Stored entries
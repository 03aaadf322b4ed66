//! Per-connection request/response lifecycle.
//!
//! Each accepted connection carries exactly one request and one response:
//! read and frame the request, decode it, queue it for the host thread, wait
//! for the reply, write it back, close. Malformed or oversized requests are
//! answered directly without touching the queue.

use crate::handoff::{HandoffQueue, PushError, QueueItem, ReplySlot};
use crate::protocol::{self, FrameStatus, Framing, Response, Status};
use bytes::{Buf, BytesMut};
use std::io;
use std::time::Duration;
use thiserror::Error;
use tokio::io::{AsyncRead, AsyncReadExt, AsyncWrite, AsyncWriteExt};
use tokio::time::{timeout_at, Instant};
use tracing::{debug, trace, warn};

/// Bytes requested from the socket per read
const READ_CHUNK: usize = 4 * 1024;

pub const QUEUE_FULL_MESSAGE: &str = "server busy: command queue is full";
pub const DROPPED_MESSAGE: &str = "command was dropped before it could be executed";

/// Per-connection limits shared by all handlers.
#[derive(Debug, Clone)]
pub struct ConnectionSettings {
    pub framing: Framing,
    pub max_request_bytes: usize,
    /// Deadline for receiving the whole request (None = wait forever)
    pub read_timeout: Option<Duration>,
}

impl Default for ConnectionSettings {
    fn default() -> Self {
        Self {
            framing: Framing::Json,
            max_request_bytes: 64 * 1024,
            read_timeout: Some(Duration::from_secs(5)),
        }
    }
}

/// How a connection ended.
#[derive(Debug, Clone, Copy, PartialEq, Eq)]
pub enum ConnectionOutcome {
    /// The peer sent nothing before closing or timing out.
    PeerClosed,
    /// A response with this status was written.
    Responded(Status),
}

/// Transport failures on one connection.
#[derive(Debug, Error)]
pub enum ConnectionError {
    #[error("connection I/O error: {0}")]
    Io(#[from] io::Error),
}

enum ReadOutcome {
    /// Request payload with framing removed.
    Message(BytesMut),
    /// Nothing was received.
    Closed,
    /// Request exceeds the size limit.
    TooLarge,
    /// Length-prefixed frame cut short by close or timeout.
    Truncated,
}

/// Serve one connection to completion.
///
/// The stream is dropped (and so closed) when this returns, whatever the
/// outcome.
pub async fn handle_connection<S>(
    mut stream: S,
    queue: &HandoffQueue,
    settings: &ConnectionSettings,
) -> Result<ConnectionOutcome, ConnectionError>
where
    S: AsyncRead + AsyncWrite + Unpin,
{
    let response = match read_request(&mut stream, settings).await? {
        ReadOutcome::Closed => {
            trace!("Connection closed before sending a request");
            return Ok(ConnectionOutcome::PeerClosed);
        }
        ReadOutcome::TooLarge => {
            debug!(limit = settings.max_request_bytes, "Request too large");
            Response::error(format!(
                "request exceeds {} bytes",
                settings.max_request_bytes
            ))
        }
        ReadOutcome::Truncated => Response::error("truncated request"),
        ReadOutcome::Message(payload) => match protocol::decode(&payload) {
            Ok(command) => dispatch(command, queue).await,
            Err(e) => {
                debug!(error = %e, "Rejecting undecodable request");
                Response::error(e.to_string())
            }
        },
    };

    let status = response.status;
    stream
        .write_all(&protocol::encode(&response, settings.framing))
        .await?;
    stream.shutdown().await?;
    Ok(ConnectionOutcome::Responded(status))
}

/// Queue a command for the host thread and wait for its response.
async fn dispatch(command: protocol::Command, queue: &HandoffQueue) -> Response {
    trace!(action = %command.action, "Queueing command");
    let (slot, reply) = ReplySlot::channel();

    match queue.push(QueueItem::new(command, slot)) {
        Ok(()) => reply
            .await
            .unwrap_or_else(|_| Response::error(DROPPED_MESSAGE)),
        Err(PushError::Full { item, capacity }) => {
            warn!(
                action = %item.command.action,
                capacity,
                "Command queue full, rejecting request"
            );
            Response::error(QUEUE_FULL_MESSAGE)
        }
    }
}

async fn read_request<S>(
    stream: &mut S,
    settings: &ConnectionSettings,
) -> Result<ReadOutcome, ConnectionError>
where
    S: AsyncRead + Unpin,
{
    let deadline = settings.read_timeout.map(|t| Instant::now() + t);
    let mut buf = BytesMut::with_capacity(READ_CHUNK);

    loop {
        match protocol::frame(&buf, settings.framing, settings.max_request_bytes) {
            FrameStatus::Complete(range) => {
                let mut message = buf.split_to(range.end);
                message.advance(range.start);
                return Ok(ReadOutcome::Message(message));
            }
            FrameStatus::TooLarge => return Ok(ReadOutcome::TooLarge),
            FrameStatus::Incomplete => {}
        }

        buf.reserve(READ_CHUNK);
        let read = match deadline {
            Some(deadline) => match timeout_at(deadline, stream.read_buf(&mut buf)).await {
                Ok(read) => read?,
                Err(_) => {
                    debug!(received = buf.len(), "Timed out reading request");
                    return Ok(unterminated(buf, settings.framing));
                }
            },
            None => stream.read_buf(&mut buf).await?,
        };

        if read == 0 {
            return Ok(unterminated(buf, settings.framing));
        }
    }
}

/// Whatever arrived before the peer stopped sending.
fn unterminated(buf: BytesMut, framing: Framing) -> ReadOutcome {
    if buf.is_empty() {
        ReadOutcome::Closed
    } else {
        match framing {
            Framing::Json => ReadOutcome::Message(buf),
            Framing::LengthPrefixed => ReadOutcome::Truncated,
        }
    }
}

**Task:** Scan the entries above for the word "Truncated" and collect each line holding it.

**Output for this task:**
    Truncated,
        ReadOutcome::Truncated => Response::error("truncated request"),
            Framing::LengthPrefixed => ReadOutcome::Truncated,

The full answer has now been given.